Annual totals versus days with snow
Snowfall is most frequently reported as monthly, annual, or seasonal amounts. These are usually the totals for the given period, or the current normal. As might be expected, actual values can vary quite a bit from one part of the state to the next and from year to year. The most recent normal period (1981-2010) shows a strong gradient with the highest annual snowfall in the northwest and lesser amounts in the southeast (Figure 1).
Figure 1. Normal annual snowfall (WDL)
Snow on the ground
The annual or even monthly snowfall totals do not tell the whole story. The question you might ask is “how frequently do the snow events occur and also, how long does the snow persist?” Not surprisingly, that will vary from year to year and from location to location. Using 1981-2010 data and a 1-inch total as the threshold, in the northwest that average is as high as 40 days per year. In the south central and southeast, the averages are generally less than 10 days per year (Figure 2).
Figure 2. Average days with 1 inch or more of snow (WDL)

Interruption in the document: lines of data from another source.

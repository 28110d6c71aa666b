//! The checkpoint store: every library-visible operation from spec 4.I
//! except the sync protocol (see [`crate::sync`]).

use std::collections::HashMap;

use availmf_timer::TimerWheel;
use availmf_types::{Name, NodeId};

use crate::model::{CkptError, Checkpoint, CreationAttrs, Expiration, Section, SectionDescriptor, SectionId};

/// Timer payloads scheduled by the store; the event loop polls
/// [`CheckpointStore::poll_expired`] and applies them back.
#[derive(Debug, Clone, PartialEq, Eq)]
pub enum TimerEvent {
    Retention(Name),
    SectionExpiry(Name, SectionId),
}

pub struct CheckpointStore {
    checkpoints: HashMap<Name, Checkpoint>,
    timers: TimerWheel<TimerEvent>,
}

impl CheckpointStore {
    pub fn new() -> Self {
        Self { checkpoints: HashMap::new(), timers: TimerWheel::new() }
    }

    pub fn get(&self, name: &Name) -> Option<&Checkpoint> {
        self.checkpoints.get(name)
    }

    pub fn iter(&self) -> impl Iterator<Item = &Checkpoint> {
        self.checkpoints.values()
    }

    pub fn checkpoint_names(&self) -> Vec<Name> {
        self.checkpoints.keys().cloned().collect()
    }

    pub fn section_ids(&self, name: &Name) -> Vec<SectionId> {
        self.checkpoints.get(name).map(|c| c.sections.keys().cloned().collect()).unwrap_or_default()
    }

    pub fn section_expiration(&self, name: &Name, id: &SectionId) -> Option<Expiration> {
        self.checkpoints.get(name)?.sections.get(id).map(|s| s.expiration)
    }

    pub fn ref_count(&self, name: &Name) -> Option<u32> {
        self.checkpoints.get(name).map(|c| c.ref_count)
    }

    /// Swaps the entire live checkpoint list for a reconciled one,
    /// clearing every existing timer first (the reconciled entries'
    /// timers are re-armed by the caller).
    pub(crate) fn replace_all(&mut self, checkpoints: HashMap<Name, Checkpoint>) {
        self.checkpoints = checkpoints;
        self.timers = TimerWheel::new();
    }

    pub(crate) fn arm_section_expiry(&mut self, name: &Name, id: &SectionId, deadline: u64) {
        let handle = self.timers.add_absolute(deadline, TimerEvent::SectionExpiry(name.clone(), id.clone()));
        if let Some(ckpt) = self.checkpoints.get_mut(name) {
            if let Some(section) = ckpt.sections.get_mut(id) {
                section.timer = Some(handle);
            }
        }
    }

    pub(crate) fn arm_retention_pub(&mut self, name: &Name, now: u64) {
        self.arm_retention(name, now);
    }

    // ========================================================================
    // Open / Close / Unlink / RetentionDurationSet
    // ========================================================================

    pub fn open(&mut self, name: Name, attrs: Option<CreationAttrs>, create: bool, sender: NodeId, now: u64) -> Result<(), CkptError> {
        match self.checkpoints.get_mut(&name) {
            Some(existing) => {
                if let Some(requested) = attrs {
                    if requested != existing.attrs {
                        return Err(CkptError::Exist);
                    }
                }
                if let Some(handle) = existing.retention_timer.take() {
                    self.timers.cancel(handle);
                }
                existing.ref_count += 1;
                *existing.ref_per_node.entry(sender).or_insert(0) += 1;
                Ok(())
            }
            None => {
                if !create {
                    return Err(CkptError::NotExist);
                }
                let attrs = attrs.ok_or(CkptError::NoMemory)?;
                let mut ckpt = Checkpoint::new(name.clone(), attrs, now);
                ckpt.ref_count = 1;
                ckpt.ref_per_node.insert(sender, 1);
                self.checkpoints.insert(name, ckpt);
                Ok(())
            }
        }
    }

    pub fn close(&mut self, name: &Name, sender: NodeId, now: u64) -> Result<(), CkptError> {
        let ckpt = self.checkpoints.get_mut(name).ok_or(CkptError::NotExist)?;
        ckpt.ref_count = ckpt.ref_count.saturating_sub(1);
        if let Some(count) = ckpt.ref_per_node.get_mut(&sender) {
            *count = count.saturating_sub(1);
        }
        if ckpt.unlinked && ckpt.ref_count == 1 {
            self.release(name);
        } else if ckpt.ref_count == 1 {
            self.arm_retention(name, now);
        }
        Ok(())
    }

    pub fn unlink(&mut self, name: &Name) -> Result<(), CkptError> {
        let ckpt = self.checkpoints.get_mut(name).ok_or(CkptError::NotExist)?;
        if ckpt.unlinked {
            return Err(CkptError::InvalidParam);
        }
        ckpt.unlinked = true;
        if ckpt.ref_count == 1 {
            self.release(name);
        }
        Ok(())
    }

    pub fn set_retention_duration(&mut self, name: &Name, duration_ns: u64, now: u64) -> Result<(), CkptError> {
        let ckpt = self.checkpoints.get_mut(name).ok_or(CkptError::NotExist)?;
        if ckpt.unlinked {
            return Err(CkptError::BadOperation);
        }
        ckpt.attrs.retention_duration_ns = duration_ns;
        if ckpt.ref_count == 1 {
            if let Some(handle) = ckpt.retention_timer.take() {
                self.timers.cancel(handle);
            }
            self.arm_retention(name, now);
        }
        Ok(())
    }

    fn arm_retention(&mut self, name: &Name, now: u64) {
        let Some(ckpt) = self.checkpoints.get(name) else { return };
        let duration = ckpt.attrs.retention_duration_ns;
        let handle = self.timers.add_duration(now, duration, TimerEvent::Retention(name.clone()));
        self.checkpoints.get_mut(name).unwrap().retention_timer = Some(handle);
    }

    fn release(&mut self, name: &Name) {
        if let Some(ckpt) = self.checkpoints.remove(name) {
            if let Some(handle) = ckpt.retention_timer {
                self.timers.cancel(handle);
            }
            for section in ckpt.sections.into_values() {
                if let Some(handle) = section.timer {
                    self.timers.cancel(handle);
                }
            }
            tracing::debug!(checkpoint = %name, "released");
        }
    }

    // ========================================================================
    // Section operations
    // ========================================================================

    pub fn section_create(&mut self, name: &Name, id: SectionId, expiration: Expiration, initial_bytes: Vec<u8>, now: u64) -> Result<(), CkptError> {
        let ckpt = self.checkpoints.get_mut(name).ok_or(CkptError::NotExist)?;
        if ckpt.attrs.max_sections == 1 {
            return Err(CkptError::InvalidParam);
        }
        if ckpt.sections.len() as u32 >= ckpt.attrs.max_sections {
            return Err(CkptError::NoSpace);
        }
        if initial_bytes.len() as u32 > ckpt.attrs.max_section_size {
            return Err(CkptError::InvalidParam);
        }
        if ckpt.sections.contains_key(&id) {
            return Err(CkptError::Exist);
        }
        let section = Section::new(id.clone(), initial_bytes, expiration, now);
        ckpt.sections.insert(id.clone(), section);
        if let Expiration::At(deadline) = expiration {
            let handle = self.timers.add_absolute(deadline, TimerEvent::SectionExpiry(name.clone(), id.clone()));
            self.checkpoints.get_mut(name).unwrap().sections.get_mut(&id).unwrap().timer = Some(handle);
        }
        Ok(())
    }

    pub fn section_delete(&mut self, name: &Name, id: &SectionId, node: NodeId) -> Result<(), CkptError> {
        if Checkpoint::is_default_section(id) {
            return Err(CkptError::InvalidParam);
        }
        let ckpt = self.checkpoints.get_mut(name).ok_or(CkptError::NotExist)?;
        if !ckpt.active_replica_set(node) {
            return Err(CkptError::InvalidParam);
        }
        let section = ckpt.sections.remove(id).ok_or(CkptError::NotExist)?;
        if let Some(handle) = section.timer {
            self.timers.cancel(handle);
        }
        Ok(())
    }

    pub fn section_expiration_time_set(&mut self, name: &Name, id: &SectionId, expiration: Expiration, node: NodeId) -> Result<(), CkptError> {
        if Checkpoint::is_default_section(id) {
            return Err(CkptError::InvalidParam);
        }
        let ckpt = self.checkpoints.get_mut(name).ok_or(CkptError::NotExist)?;
        if !ckpt.active_replica_set(node) {
            return Err(CkptError::InvalidParam);
        }
        let section = ckpt.sections.get_mut(id).ok_or(CkptError::NotExist)?;
        if let Some(handle) = section.timer.take() {
            self.timers.cancel(handle);
        }
        section.expiration = expiration;
        if let Expiration::At(deadline) = expiration {
            let handle = self.timers.add_absolute(deadline, TimerEvent::SectionExpiry(name.clone(), id.clone()));
            self.checkpoints.get_mut(name).unwrap().sections.get_mut(id).unwrap().timer = Some(handle);
        }
        Ok(())
    }

    pub fn section_write(&mut self, name: &Name, id: &SectionId, offset: usize, bytes: &[u8], node: NodeId, now: u64) -> Result<(), CkptError> {
        let ckpt = self.checkpoints.get_mut(name).ok_or(CkptError::NotExist)?;
        if !ckpt.active_replica_set(node) {
            return Err(CkptError::InvalidParam);
        }
        let max_size = ckpt.attrs.max_section_size as usize;
        let section = ckpt.sections.get_mut(id).ok_or(CkptError::NotExist)?;
        let end = offset.checked_add(bytes.len()).ok_or(CkptError::InvalidParam)?;
        if end > max_size {
            return Err(CkptError::InvalidParam);
        }
        if section.data.len() < end {
            section.data.resize(end, 0);
        }
        section.data[offset..end].copy_from_slice(bytes);
        section.last_update_ns = now;
        Ok(())
    }

    pub fn section_overwrite(&mut self, name: &Name, id: &SectionId, bytes: Vec<u8>, node: NodeId, now: u64) -> Result<(), CkptError> {
        let ckpt = self.checkpoints.get_mut(name).ok_or(CkptError::NotExist)?;
        if !ckpt.active_replica_set(node) {
            return Err(CkptError::InvalidParam);
        }
        if bytes.len() as u32 > ckpt.attrs.max_section_size {
            return Err(CkptError::InvalidParam);
        }
        let section = ckpt.sections.get_mut(id).ok_or(CkptError::NotExist)?;
        section.data = bytes;
        section.last_update_ns = now;
        Ok(())
    }

    pub fn section_read(&self, name: &Name, id: &SectionId, offset: usize, len: usize, node: NodeId) -> Result<Vec<u8>, CkptError> {
        let ckpt = self.checkpoints.get(name).ok_or(CkptError::NotExist)?;
        if !ckpt.active_replica_set(node) {
            return Err(CkptError::InvalidParam);
        }
        let section = ckpt.sections.get(id).ok_or(CkptError::NotExist)?;
        if offset > section.data.len() {
            return Err(CkptError::InvalidParam);
        }
        let available = section.data.len() - offset;
        let n = len.min(available);
        Ok(section.data[offset..offset + n].to_vec())
    }

    /// Promotes `node` to hold the active replica of `name`, per spec
    /// invariant 6: at most one node promoted at a time. Demotes
    /// whichever node (if any) was previously promoted.
    pub fn promote_active_replica(&mut self, name: &Name, node: NodeId) -> Result<(), CkptError> {
        let ckpt = self.checkpoints.get_mut(name).ok_or(CkptError::NotExist)?;
        ckpt.promoted_node = Some(node);
        Ok(())
    }

    pub fn section_descriptor(&self, name: &Name, id: &SectionId) -> Option<SectionDescriptor> {
        let section = self.checkpoints.get(name)?.sections.get(id)?;
        Some(SectionDescriptor { id: section.id.clone(), size: section.data.len(), expiration: section.expiration, last_update_ns: section.last_update_ns })
    }

    // ========================================================================
    // Timer integration
    // ========================================================================

    pub fn next_timeout(&self, now: u64) -> Option<u64> {
        self.timers.poll_timeout(now)
    }

    /// Applies every timer that fired by `now`: section expiry removes
    /// the section locally (not replicated); retention expiry releases
    /// the checkpoint if it is still unreferenced beyond the single
    /// bookkeeping reference.
    pub fn poll_expired(&mut self, now: u64) {
        for (_, event) in self.timers.poll_expired(now) {
            match event {
                TimerEvent::SectionExpiry(name, id) => {
                    if let Some(ckpt) = self.checkpoints.get_mut(&name) {
                        ckpt.sections.remove(&id);
                    }
                }
                TimerEvent::Retention(name) => {
                    self.release(&name);
                }
            }
        }
    }

    // ========================================================================
    // Membership
    // ========================================================================

    /// Deducts `node`'s reference contribution from every checkpoint,
    /// arming retention where the count drops to one.
    pub fn on_node_left(&mut self, node: NodeId, now: u64) {
        let names: Vec<Name> = self.checkpoints.keys().cloned().collect();
        for name in names {
            let (should_arm, contribution) = {
                let ckpt = self.checkpoints.get_mut(&name).unwrap();
                match ckpt.ref_per_node.remove(&node) {
                    Some(contribution) if contribution > 0 => {
                        ckpt.ref_count = ckpt.ref_count.saturating_sub(contribution);
                        (ckpt.ref_count == 1, contribution)
                    }
                    _ => (false, 0),
                }
            };
            if contribution > 0 && should_arm {
                self.arm_retention(&name, now);
            }
        }
    }

    /// First confchg after bootstrap: rewrite the synthetic loopback id
    /// to the real node id in every checkpoint's reference vector,
    /// without deducting any references.
    pub fn rewrite_loopback_id(&mut self, loopback: NodeId, real: NodeId) {
        for ckpt in self.checkpoints.values_mut() {
            if let Some(count) = ckpt.ref_per_node.remove(&loopback) {
                *ckpt.ref_per_node.entry(real).or_insert(0) += count;
            }
        }
    }
}

impl Default for CheckpointStore {
    fn default() -> Self {
        Self::new()
    }
}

Another question that frequently comes to mind is whether the snow events are more or less frequent than earlier in our observed records. Here we compared three stations for changes in the snow events from 1900s to 2010s. Spatial differences across the state are shown in Figure 3, with the greatest frequency of snow covered days in Manhattan and Hays occurring in the 1970s. For Tribune, the highest average occurred in the 1980s. Manhattan, located in the eastern Kansas, showed an increased trend but decreased trends are depicted in both Hays and Tribune in western Kansas.
Figure 3. Days with snow cover in Tribune, Hays, and Manhattan by decade (Weather Data Library).